A bill and hold transaction is one in which the seller does not ship goods to the buyer, but still records the related revenue. Revenue can only be recognized under this arrangement when a number of strict conditions have been met. Otherwise, there is a risk of fraudulently recognizing revenue too early. The Securities and Exchange Commission (SEC) does not like this type of transaction and does not usually allow it, since revenue is normally only recognized when goods are shipped to the buyer.

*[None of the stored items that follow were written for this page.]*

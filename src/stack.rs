use crate::ssa::FuncId;
use std::collections::HashMap;

/// One inlined call: the calling function, the display name of what it
/// called, and the source line of the call instruction.
#[derive(Debug, Clone, PartialEq, Eq, Hash)]
pub struct CallSite {
    pub caller: FuncId,
    pub callee: String,
    pub line: usize,
}

/// A hash-consed call stack. Slot 0 of the arena is the empty stack, so
/// handle equality implies value equality.
#[derive(Debug, Copy, Clone, PartialEq, Eq, Hash, PartialOrd, Ord)]
pub struct Stack(u32);

impl Stack {
    pub const EMPTY: Stack = Stack(0);

    pub fn is_empty(&self) -> bool {
        *self == Stack::EMPTY
    }

    /// The arena slot of this stack; stable for the lifetime of the
    /// analysis because cells are never removed.
    pub fn index(self) -> u32 {
        self.0
    }
}

#[derive(Debug)]
enum Cell {
    Root,
    Frame { parent: Stack, site: CallSite },
}

/// Arena of interned stack cells. Extension interns immediately, so two
/// structurally equal stacks always share the same handle.
#[derive(Debug)]
pub struct StackArena {
    cells: Vec<Cell>,
    dedup: HashMap<(Stack, CallSite), Stack>,
}

impl StackArena {
    pub fn new() -> Self {
        StackArena {
            cells: vec![Cell::Root],
            dedup: HashMap::new(),
        }
    }

    /// Pushes one call site onto `parent`, reusing the interned cell when
    /// the same extension has been made before.
    pub fn extend(&mut self, parent: Stack, site: CallSite) -> Stack {
        if let Some(stack) = self.dedup.get(&(parent, site.clone())) {
            return *stack;
        }

        let stack = Stack(self.cells.len() as u32);
        self.cells.push(Cell::Frame {
            parent,
            site: site.clone(),
        });
        self.dedup.insert((parent, site), stack);

        stack
    }

    /// Rebuilds an interned stack from an ordered sequence of call sites
    /// (outermost first) on top of `base`.
    pub fn stack_of(&mut self, base: Stack, sites: &[CallSite]) -> Stack {
        let mut stack = base;
        for site in sites {
            stack = self.extend(stack, site.clone());
        }

        stack
    }

    /// Returns the call sites of `stack`, outermost first.
    pub fn flatten(&self, stack: Stack) -> Vec<CallSite> {
        let mut sites = Vec::new();
        let mut current = stack;

        while let Cell::Frame { parent, site } = &self.cells[current.0 as usize] {
            sites.push(site.clone());
            current = *parent;
        }

        sites.reverse();
        sites
    }

    /// Drops the longest common prefix of two stacks and returns the two
    /// remainders as interned stacks rooted at the empty stack.
    pub fn trim_common_prefix(&mut self, a: Stack, b: Stack) -> (Stack, Stack) {
        let sites_a = self.flatten(a);
        let sites_b = self.flatten(b);

        let mut common = 0;
        while common < sites_a.len()
            && common < sites_b.len()
            && sites_a[common] == sites_b[common]
        {
            common += 1;
        }

        (
            self.stack_of(Stack::EMPTY, &sites_a[common..]),
            self.stack_of(Stack::EMPTY, &sites_b[common..]),
        )
    }
}

impl Default for StackArena {
    fn default() -> Self {
        Self::new()
    }
}

#[cfg(test)]
mod tests {
    use super::*;

    fn site(caller: u32, callee: &str, line: usize) -> CallSite {
        CallSite {
            caller: FuncId(caller),
            callee: callee.to_string(),
            line,
        }
    }

    #[test]
    fn succeed_when_flattening_round_trips() {
        // arrange
        let mut arena = StackArena::new();
        let sites = vec![site(0, "f", 3), site(1, "g", 7), site(2, "runtime.lock", 9)];

        // act
        let stack = arena.stack_of(Stack::EMPTY, &sites);
        let flattened = arena.flatten(stack);
        let rebuilt = arena.stack_of(Stack::EMPTY, &flattened);

        // assert
        assert_eq!(flattened, sites);
        assert_eq!(rebuilt, stack);
    }

    #[test]
    fn succeed_when_interning_shares_handles() {
        // arrange
        let mut arena = StackArena::new();

        // act
        let first = arena.stack_of(Stack::EMPTY, &[site(0, "f", 3), site(1, "g", 7)]);
        let second = arena.stack_of(Stack::EMPTY, &[site(0, "f", 3), site(1, "g", 7)]);
        let other = arena.stack_of(Stack::EMPTY, &[site(0, "f", 3), site(1, "g", 8)]);

        // assert
        assert_eq!(first, second);
        assert_ne!(first, other);
    }

    #[test]
    fn succeed_when_trimming_common_prefix() {
        // arrange
        let mut arena = StackArena::new();
        let prefix = vec![site(0, "f", 3), site(1, "g", 7)];
        let tail_a = vec![site(2, "h", 2)];
        let tail_b = vec![site(2, "k", 5), site(3, "runtime.lock", 1)];
        let a = arena.stack_of(Stack::EMPTY, &[prefix.clone(), tail_a.clone()].concat());
        let b = arena.stack_of(Stack::EMPTY, &[prefix.clone(), tail_b.clone()].concat());

        // act
        let (rest_a, rest_b) = arena.trim_common_prefix(a, b);

        // assert
        let flat_a = arena.flatten(rest_a);
        let flat_b = arena.flatten(rest_b);
        assert_eq!(flat_a, tail_a);
        assert_eq!(flat_b, tail_b);
        // the remainders share no common prefix element
        assert_ne!(flat_a.first(), flat_b.first());
        // reattaching the common prefix reconstructs the originals
        assert_eq!(arena.stack_of(Stack::EMPTY, &[prefix.clone(), flat_a].concat()), a);
        assert_eq!(arena.stack_of(Stack::EMPTY, &[prefix, flat_b].concat()), b);
    }

    #[test]
    fn succeed_when_trimming_identical_stacks() {
        // arrange
        let mut arena = StackArena::new();
        let stack = arena.stack_of(Stack::EMPTY, &[site(0, "f", 3)]);

        // act
        let (rest_a, rest_b) = arena.trim_common_prefix(stack, stack);

        // assert
        assert!(rest_a.is_empty());
        assert!(rest_b.is_empty());
    }
}
use crate::intern::{ClassId, InternTable};
use crate::lockgraph::{LockOrder, Witness};
use crate::ssa::Program;
use crate::stack::{CallSite, StackArena};
use crate::walker::AnalysisResult;
use serde::Serialize;
use std::collections::BTreeSet;
use std::fmt::Write as FmtWrite;
use std::io;
use std::io::Write;
use std::sync::Arc;

/// Paths shown per edge unless the verbose flag asks for all of them.
const WITNESS_PREVIEW: usize = 3;

/// Renders the lock graph: the textual cycle report, the GraphViz
/// description, and the JSON witness side-car for the HTML adapter.
pub struct Report<'a> {
    prog: &'a Program,
    intern: &'a InternTable,
    stacks: &'a StackArena,
    graph: &'a LockOrder,
    cycles: Arc<Vec<Vec<ClassId>>>,
    cycle_edges: BTreeSet<(ClassId, ClassId)>,
}

impl<'a> Report<'a> {
    pub fn new(prog: &'a Program, result: &'a mut AnalysisResult) -> Report<'a> {
        let cycles = result.graph.cycles();
        let cycle_edges = result.graph.cycle_edges();

        Report {
            prog,
            intern: &result.intern,
            stacks: &result.stacks,
            graph: &result.graph,
            cycles,
            cycle_edges,
        }
    }

    pub fn cycle_count(&self) -> usize {
        self.cycles.len()
    }

    /// Writes the textual cycle report: one header per cycle, then each
    /// edge with its witnessing paths and source positions.
    pub fn write_text(&self, out: &mut dyn Write, verbose: bool) -> io::Result<()> {
        for cycle in self.cycles.iter() {
            let mut labels: Vec<&str> = cycle.iter().map(|class| self.intern.label(*class)).collect();
            labels.push(self.intern.label(cycle[0]));
            writeln!(out, "lock cycle: {}", labels.join(" → "))?;

            for index in 0..cycle.len() {
                let from = cycle[index];
                let to = cycle[(index + 1) % cycle.len()];
                let witnesses = match self.graph.witnesses(from, to) {
                    Some(witnesses) => witnesses,
                    None => continue,
                };

                writeln!(
                    out,
                    "  {} → {} ({} path{}):",
                    self.intern.label(from),
                    self.intern.label(to),
                    witnesses.len(),
                    if witnesses.len() == 1 { "" } else { "s" }
                )?;

                for (count, witness) in witnesses.iter().enumerate() {
                    if !verbose && count >= WITNESS_PREVIEW {
                        writeln!(
                            out,
                            "    … and {} more paths",
                            witnesses.len() - WITNESS_PREVIEW
                        )?;
                        break;
                    }
                    self.write_witness(out, from, to, witness)?;
                }
            }

            writeln!(out)?;
        }

        Ok(())
    }

    /// One witness: the root function, the call chain to the first
    /// acquisition, and the call chain to the second.
    fn write_witness(
        &self,
        out: &mut dyn Write,
        from: ClassId,
        to: ClassId,
        witness: &Witness,
    ) -> io::Result<()> {
        let from_sites = self.stacks.flatten(witness.from);
        let to_sites = self.stacks.flatten(witness.to);

        let root = from_sites.first().or_else(|| to_sites.first());
        if let Some(site) = root {
            writeln!(out, "    {}", self.prog.function(site.caller).name)?;
        }

        self.write_chain(out, &from_sites, from)?;
        self.write_chain(out, &to_sites, to)?;

        Ok(())
    }

    fn write_chain(
        &self,
        out: &mut dyn Write,
        sites: &[CallSite],
        acquires: ClassId,
    ) -> io::Result<()> {
        if sites.is_empty() {
            return Ok(());
        }

        for site in &sites[..sites.len() - 1] {
            writeln!(
                out,
                "      {}:{}: calls {}",
                self.prog.file, site.line, site.callee
            )?;
        }
        let last = &sites[sites.len() - 1];
        writeln!(
            out,
            "      {}:{}: acquires {}",
            self.prog.file,
            last.line,
            self.intern.label(acquires)
        )?;

        Ok(())
    }

    /// GraphViz description of the whole lock graph. Node IDs are class
    /// IDs; edges on a cycle are red with a weight proportional to their
    /// witness count.
    pub fn render_dot(&self) -> String {
        let mut dot = String::new();
        writeln!(&mut dot, "digraph lockgraph {{").unwrap();

        let mut nodes = BTreeSet::new();
        for (from, to, _) in self.graph.edges() {
            nodes.insert(from);
            nodes.insert(to);
        }
        for node in &nodes {
            writeln!(
                &mut dot,
                "    L{} [label=\"{}\"];",
                node.0,
                escape(self.intern.label(*node))
            )
            .unwrap();
        }

        for (from, to, witnesses) in self.graph.edges() {
            if self.cycle_edges.contains(&(from, to)) {
                writeln!(
                    &mut dot,
                    "    L{} -> L{} [label=\"{}\", color=\"red\", penwidth=\"{}\"];",
                    from.0,
                    to.0,
                    witnesses.len(),
                    1 + witnesses.len()
                )
                .unwrap();
            } else {
                writeln!(
                    &mut dot,
                    "    L{} -> L{} [label=\"{}\"];",
                    from.0,
                    to.0,
                    witnesses.len()
                )
                .unwrap();
            }
        }

        writeln!(&mut dot, "}}").unwrap();

        dot
    }

    /// JSON side-car describing every edge's witnesses, consumed by the
    /// HTML report's side panel.
    pub fn witnesses_json(&self) -> String {
        let edges: Vec<EdgeJson> = self
            .graph
            .edges()
            .map(|(from, to, witnesses)| EdgeJson {
                from: self.intern.label(from).to_string(),
                to: self.intern.label(to).to_string(),
                on_cycle: self.cycle_edges.contains(&(from, to)),
                witnesses: witnesses
                    .iter()
                    .map(|witness| WitnessJson {
                        from_stack: self.frames(witness.from),
                        to_stack: self.frames(witness.to),
                    })
                    .collect(),
            })
            .collect();

        serde_json::to_string_pretty(&edges).unwrap()
    }

    fn frames(&self, stack: crate::stack::Stack) -> Vec<String> {
        self.stacks
            .flatten(stack)
            .iter()
            .map(|site| {
                format!(
                    "{} ({}:{}) calls {}",
                    self.prog.function(site.caller).name,
                    self.prog.file,
                    site.line,
                    site.callee
                )
            })
            .collect()
    }
}

fn escape(label: &str) -> String {
    label.replace('"', "\\\"")
}

#[derive(Serialize)]
struct EdgeJson {
    from: String,
    to: String,
    on_cycle: bool,
    witnesses: Vec<WitnessJson>,
}

#[derive(Serialize)]
struct WitnessJson {
    from_stack: Vec<String>,
    to_stack: Vec<String>,
}
use crate::dynvalue::DynValue;
use crate::error::AnalysisError;
use crate::ssa::Literal;
use crate::walker::{Analysis, CallCtx, PathState};
use log::{debug, info, warn};
use std::collections::HashMap;

/// Pseudo-lock modeling the G scan bit taken by status CAS operations.
/// Non-unique: there is one per G.
pub const GSCAN_LABEL: &str = "_Gscan";

/// Special abstract semantics for one named runtime function, run in
/// lieu of walking the callee. A handler appends zero or more successor
/// path states; appending none trims the path, appending several
/// branches it.
pub type Handler =
    fn(&mut Analysis, &CallCtx, PathState, &mut Vec<PathState>) -> Result<(), AnalysisError>;

pub fn handler_table() -> HashMap<&'static str, Handler> {
    let mut table: HashMap<&'static str, Handler> = HashMap::new();
    table.insert("runtime.lock", handle_lock);
    table.insert("runtime.unlock", handle_unlock);
    table.insert("runtime.casgstatus", handle_casgstatus);
    table.insert("runtime.castogscanstatus", handle_castogscanstatus);
    table.insert("runtime.casfrom_Gscanstatus", handle_casfrom_gscanstatus);
    table.insert("runtime.restartg", handle_casfrom_gscanstatus);
    table.insert("runtime.getg", handle_getg);
    table.insert("runtime.acquirem", handle_acquirem);
    table.insert("runtime.presystemstack", handle_presystemstack);
    table.insert("runtime.postsystemstack", handle_postsystemstack);
    table.insert("runtime.morestack", handle_morestack);

    table
}

/// `runtime.lock(l)`: records an acquired-before edge from every held
/// lock to every class `l` may point to, then extends the lock set.
/// Re-acquiring a held unique class cannot succeed at runtime, so the
/// path is dropped with a warning.
fn handle_lock(
    analysis: &mut Analysis,
    ctx: &CallCtx,
    state: PathState,
    out: &mut Vec<PathState>,
) -> Result<(), AnalysisError> {
    let classes = match analysis.resolve_lock_classes(ctx, &state.vs) {
        Ok(classes) => classes,
        Err(error) => {
            info!("lock: {error}");
            analysis.warnings += 1;
            out.push(state);
            return Ok(());
        }
    };

    if classes.is_empty() {
        info!(
            "lock: empty points-to set in '{}' (line {})",
            analysis.program().function(ctx.func).name,
            ctx.line
        );
        analysis.warnings += 1;
        out.push(state);
        return Ok(());
    }

    for class in &classes {
        if state.locks.contains(*class) && analysis.intern.is_unique(*class) {
            warn!(
                "possible self-deadlock {} {}; trimming path",
                state.locks.display(&analysis.intern),
                analysis.intern.label(*class)
            );
            analysis.warnings += 1;
            return Ok(());
        }
    }

    let acquired = analysis.call_stack_here(ctx, "runtime.lock");
    analysis.record_acquire(&state.locks, &classes, acquired);
    out.push(PathState {
        locks: state.locks.plus(&classes, acquired),
        vs: state.vs,
    });

    Ok(())
}

/// `runtime.unlock(l)`: removes `l`'s points-to classes from the lock
/// set. An unresolvable argument leaves the set unchanged.
fn handle_unlock(
    analysis: &mut Analysis,
    ctx: &CallCtx,
    state: PathState,
    out: &mut Vec<PathState>,
) -> Result<(), AnalysisError> {
    match analysis.resolve_lock_classes(ctx, &state.vs) {
        Ok(classes) => {
            out.push(PathState {
                locks: state.locks.minus(&classes),
                vs: state.vs,
            });
        }
        Err(error) => {
            info!("unlock: {error}");
            analysis.warnings += 1;
            out.push(state);
        }
    }

    Ok(())
}

/// `runtime.casgstatus`: acquires and immediately releases the `_Gscan`
/// pseudo-lock. The edge is recorded; the lock set is unchanged.
fn handle_casgstatus(
    analysis: &mut Analysis,
    ctx: &CallCtx,
    state: PathState,
    out: &mut Vec<PathState>,
) -> Result<(), AnalysisError> {
    let gscan = analysis.intern.intern(GSCAN_LABEL, false);
    let acquired = analysis.call_stack_here(ctx, "runtime.casgstatus");
    analysis.record_acquire(&state.locks, &[gscan], acquired);
    out.push(state);

    Ok(())
}

/// `runtime.castogscanstatus`: records the `_Gscan` edge and branches
/// into a success state (pseudo-lock held, result `true`) and a failure
/// state (result `false`).
fn handle_castogscanstatus(
    analysis: &mut Analysis,
    ctx: &CallCtx,
    state: PathState,
    out: &mut Vec<PathState>,
) -> Result<(), AnalysisError> {
    let gscan = analysis.intern.intern(GSCAN_LABEL, false);
    let acquired = analysis.call_stack_here(ctx, "runtime.castogscanstatus");
    analysis.record_acquire(&state.locks, &[gscan], acquired);

    out.push(PathState {
        locks: state.locks.plus(&[gscan], acquired),
        vs: state.vs.bind(ctx.result, DynValue::Const(Literal::Bool(true))),
    });
    out.push(PathState {
        locks: state.locks.clone(),
        vs: state.vs.bind(ctx.result, DynValue::Const(Literal::Bool(false))),
    });

    Ok(())
}

/// `runtime.casfrom_Gscanstatus` and `runtime.restartg`: release the
/// `_Gscan` pseudo-lock.
fn handle_casfrom_gscanstatus(
    analysis: &mut Analysis,
    _ctx: &CallCtx,
    state: PathState,
    out: &mut Vec<PathState>,
) -> Result<(), AnalysisError> {
    out.push(PathState {
        locks: state.locks.minus_label(GSCAN_LABEL, &analysis.intern),
        vs: state.vs,
    });

    Ok(())
}

/// `runtime.getg`: the result is the current-G tracked heap value.
fn handle_getg(
    analysis: &mut Analysis,
    ctx: &CallCtx,
    state: PathState,
    out: &mut Vec<PathState>,
) -> Result<(), AnalysisError> {
    let current = state
        .vs
        .get_heap(analysis.curg)
        .cloned()
        .unwrap_or(DynValue::Unknown);
    out.push(PathState {
        locks: state.locks,
        vs: state.vs.bind(ctx.result, current),
    });

    Ok(())
}

/// `runtime.acquirem`: the result is the current-M tracked heap pointer.
fn handle_acquirem(
    analysis: &mut Analysis,
    ctx: &CallCtx,
    state: PathState,
    out: &mut Vec<PathState>,
) -> Result<(), AnalysisError> {
    out.push(PathState {
        locks: state.locks,
        vs: state
            .vs
            .bind(ctx.result, DynValue::HeapPtr(analysis.curm)),
    });

    Ok(())
}

/// `runtime.presystemstack`: returns the current G and switches the
/// current-G cell to the g0 sentinel.
fn handle_presystemstack(
    analysis: &mut Analysis,
    ctx: &CallCtx,
    state: PathState,
    out: &mut Vec<PathState>,
) -> Result<(), AnalysisError> {
    let saved = state
        .vs
        .get_heap(analysis.curg)
        .cloned()
        .unwrap_or(DynValue::Unknown);
    let vs = state
        .vs
        .bind(ctx.result, saved)
        .set_heap(analysis.curg, DynValue::HeapPtr(analysis.g0));
    out.push(PathState {
        locks: state.locks,
        vs,
    });

    Ok(())
}

/// `runtime.postsystemstack(g)`: restores the saved G into the
/// current-G cell.
fn handle_postsystemstack(
    analysis: &mut Analysis,
    ctx: &CallCtx,
    state: PathState,
    out: &mut Vec<PathState>,
) -> Result<(), AnalysisError> {
    let restored = ctx
        .args
        .first()
        .and_then(|arg| state.vs.get(*arg))
        .cloned()
        .unwrap_or(DynValue::Unknown);
    out.push(PathState {
        locks: state.locks,
        vs: state.vs.set_heap(analysis.curg, restored),
    });

    Ok(())
}

/// `runtime.morestack`: branches between the fast path (the stack was
/// big enough) and a recursive walk of `runtime.newstack` on g0, after
/// which the current G is restored.
fn handle_morestack(
    analysis: &mut Analysis,
    ctx: &CallCtx,
    state: PathState,
    out: &mut Vec<PathState>,
) -> Result<(), AnalysisError> {
    out.push(state.clone());

    let newstack = match analysis.program().lookup_function("runtime.newstack") {
        Some(newstack) => newstack,
        None => {
            debug!("morestack: module defines no runtime.newstack");
            return Ok(());
        }
    };

    let on_g0 = state
        .vs
        .set_heap(analysis.curg, DynValue::HeapPtr(analysis.g0));
    let exits = analysis.walk_named_call(ctx, "runtime.newstack", newstack, &state.locks, on_g0.limit_to_heap())?;

    // the caller's value state still holds the original G
    for exit in exits.iter() {
        out.push(PathState {
            locks: exit.clone(),
            vs: state.vs.clone(),
        });
    }

    Ok(())
}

The SEC requires that all of following criteria be met before a bill and hold transaction will be allowed:
The risks of ownership have passed to the buyer
The buyer has committed in writing to buy the goods
The buyer has requested that the seller hold the goods, and has a business reason for doing so
There is a scheduled delivery date for the goods that is reasonable
There are no remaining obligations that the seller must complete
The goods cannot be used to fill orders from other customers, and so have been segregated
The goods must be complete
To make matters even more difficult, the SEC points out that the following additional factors be considered:
The extent to which the seller is modifying its normal terms for this transaction
The seller's history of employing bill and hold transactions
The extent to which the buyer will lose if the market value of the held goods subsequently declines
The extent to which the holding risk of the seller can be insured
The extent to which the seller's holding of the goods really creates a contingent sale that the buyer could reject
The issue is also addressed in the Contracts with Customers accounting standard, which is the same in both GAAP and IFRS. This standard states that the following conditions must all be present for the seller to recognize revenue under a bill-and-hold arrangement:
Adequate reason. There must be a substantive reason why the seller is continuing to store the goods, such as at the direct request of the customer.
Alternate use. The seller must not be able to redirect the goods, either to other customers or for internal use.
Complete. The product must be complete in all respects and ready for transfer to the customer.
Identification. The goods must have been identified specifically as belonging to the customer.
Under a bill-and-hold arrangement, the seller may have a performance obligation to act as the custodian for the goods being held at its facility. If so, the seller may need to allocate a portion of the transaction price to the custodial function, and recognize this revenue over the course of the custodial period.